The scripts are seperated into 3 types, each for different data sources (Facebook, News, blogs, Youtube and novels) -
- 0-* (dump-csv)
- 1-* (clean-text)
- 2-* (lemmatize-and-deduplicate)
They are intended to be run in one after another.
The dump-csv
(0-*) scripts produce a common format CSV file in the output
directory (file name with pattern 0-*) by reading raw files in different formats from the input
directory.
Then it's consumed by clean-text
(1-*) scripts. The clean-text scripts produce 3 CSV files, each for documents, paragraphs and sentences in the output
directory (file names with pattern 1-*).
The files produced by clean-text
scripts are consumed by lemmatize-and-deduplication
script. This script also outputs 3 files for documents, paragraphs and sentences (file names with 2-* pattern).
A brief description of what 3 types of scripts do follows -
This notebook takes the raw files (JSON in case of blog, multiple CSV files in case of youtube crawl data) from different sources, and extract only the relevant information from them (Text, Source, URL etc) and combine them into a single CSV file (in a common format) to be processed by Script 1.
This notebook takes the csv files from different sources containing raw and unfiltered text (Output of script 0), and perform 2 major operations to make the quality of the unlabeled data better.
- Cleaning & Filtering: This notebook first cleans the text by removing repeating punctuation and emoticons. It also filters out all the non-bangla sentences in the text as we will build a purely bangla dataset for sentiment analysis.

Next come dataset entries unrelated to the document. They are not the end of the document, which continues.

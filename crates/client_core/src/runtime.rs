//! Single-task event loop driving the board.

use std::time::{Duration, Instant};

use shared::domain::{Filter, OrderId, OrderStatus};
use tokio::{
    sync::mpsc,
    time::{interval, interval_at, Interval, MissedTickBehavior},
};
use tracing::{debug, info, warn};

use crate::{
    api::OrdersApi,
    controller::{Answered, BoardController},
    realtime::ChannelEvent,
};

pub const DEFAULT_RELOAD_INTERVAL: Duration = Duration::from_secs(30);
const CONFIRMATION_CHECK_INTERVAL: Duration = Duration::from_secs(1);

/// Staff input delivered to the board.
#[derive(Debug, Clone, PartialEq, Eq)]
pub enum BoardCommand {
    SetFilter(Filter),
    Advance(OrderId),
    SetStatus {
        order_id: OrderId,
        status: OrderStatus,
    },
    /// `confirmed` carries the answer to the deletion prompt.
    Delete {
        order_id: OrderId,
        confirmed: bool,
    },
    Reload,
    Shutdown,
}

#[derive(Debug, Clone, Copy)]
pub struct RuntimeOptions {
    pub reload_interval: Duration,
    pub confirmation_check_interval: Duration,
}

impl Default for RuntimeOptions {
    fn default() -> Self {
        Self {
            reload_interval: DEFAULT_RELOAD_INTERVAL,
            confirmation_check_interval: CONFIRMATION_CHECK_INTERVAL,
        }
    }
}

/// Folds channel events, commands and timers into the controller until shutdown.
///
/// Pending channel events are always drained before the next command.
pub async fn run_board<A: OrdersApi>(
    controller: &mut BoardController<A>,
    mut channel: mpsc::Receiver<ChannelEvent>,
    mut commands: mpsc::Receiver<BoardCommand>,
    options: RuntimeOptions,
) {
    let mut reload_timer: Option<Interval> = None;
    let mut confirmation_timer = interval(options.confirmation_check_interval);
    confirmation_timer.set_missed_tick_behavior(MissedTickBehavior::Skip);
    let mut channel_open = true;

    controller.render();
    loop {
        tokio::select! {
            biased;
            event = channel.recv(), if channel_open => match event {
                Some(ChannelEvent::Connected) => {
                    info!("runtime: channel connected, reloading orders");
                    controller.reload_all().await;
                    reload_timer = Some(periodic(options.reload_interval));
                }
                Some(ChannelEvent::Push(event)) => controller.apply_event(event.into()),
                Some(ChannelEvent::Disconnected(reason)) => controller.connection_lost(&reason),
                None => {
                    warn!("runtime: realtime channel closed");
                    channel_open = false;
                }
            },
            command = commands.recv() => match command {
                Some(BoardCommand::Shutdown) | None => {
                    info!("runtime: shutting down");
                    break;
                }
                Some(command) => handle_command(controller, command).await,
            },
            _ = next_tick(&mut reload_timer) => {
                debug!("runtime: periodic reload");
                controller.reload_all().await;
            }
            _ = confirmation_timer.tick() => {
                controller.expire_confirmations(Instant::now()).await;
                controller.tick_surface();
            }
        }
    }
}

async fn handle_command<A: OrdersApi>(controller: &mut BoardController<A>, command: BoardCommand) {
    debug!(?command, "runtime: command received");
    match command {
        BoardCommand::SetFilter(filter) => controller.set_filter(filter).await,
        BoardCommand::Advance(order_id) => {
            controller.advance(order_id).await;
        }
        BoardCommand::SetStatus { order_id, status } => {
            controller.request_status_change(order_id, status).await;
        }
        BoardCommand::Delete {
            order_id,
            confirmed,
        } => {
            controller
                .request_deletion(order_id, &Answered(confirmed))
                .await;
        }
        BoardCommand::Reload => controller.reload_all().await,
        BoardCommand::Shutdown => {}
    }
}

fn periodic(period: Duration) -> Interval {
    let mut timer = interval_at(tokio::time::Instant::now() + period, period);
    timer.set_missed_tick_behavior(MissedTickBehavior::Delay);
    timer
}

async fn next_tick(timer: &mut Option<Interval>) {
    match timer {
        Some(timer) => {
            timer.tick().await;
        }
        None => std::future::pending().await,
    }
}

#[cfg(test)]
#[path = "tests/runtime_tests.rs"]
mod tests;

- Extracting Documents, Paragraphs and Sentences: Then it extracts documents of moderate length by splitting the document into paragraphs and allowing documents with no more than 10 paragraphs. Then it extracts the sentences as well.
This notebook takes all the csv files containing clean and filtered text (Output of script 2), and perform 3 more operations to make the quality of the unlabeled data even better.
- Random Shuffling: To make the distribution of the training data more diverse (Social media, Newspaper etc.)
- Lemmatization: Lemmatization helps us to achieve the root forms of the inflected (derived) words. We have used Banglakit lemmatizer for this project.
- Filtering based on Jaccard Similarity : To avoid putting many similar sentences in the dataset we have then filtered out all the sentence that has a similarity score of 70% or more after performing lemmatization.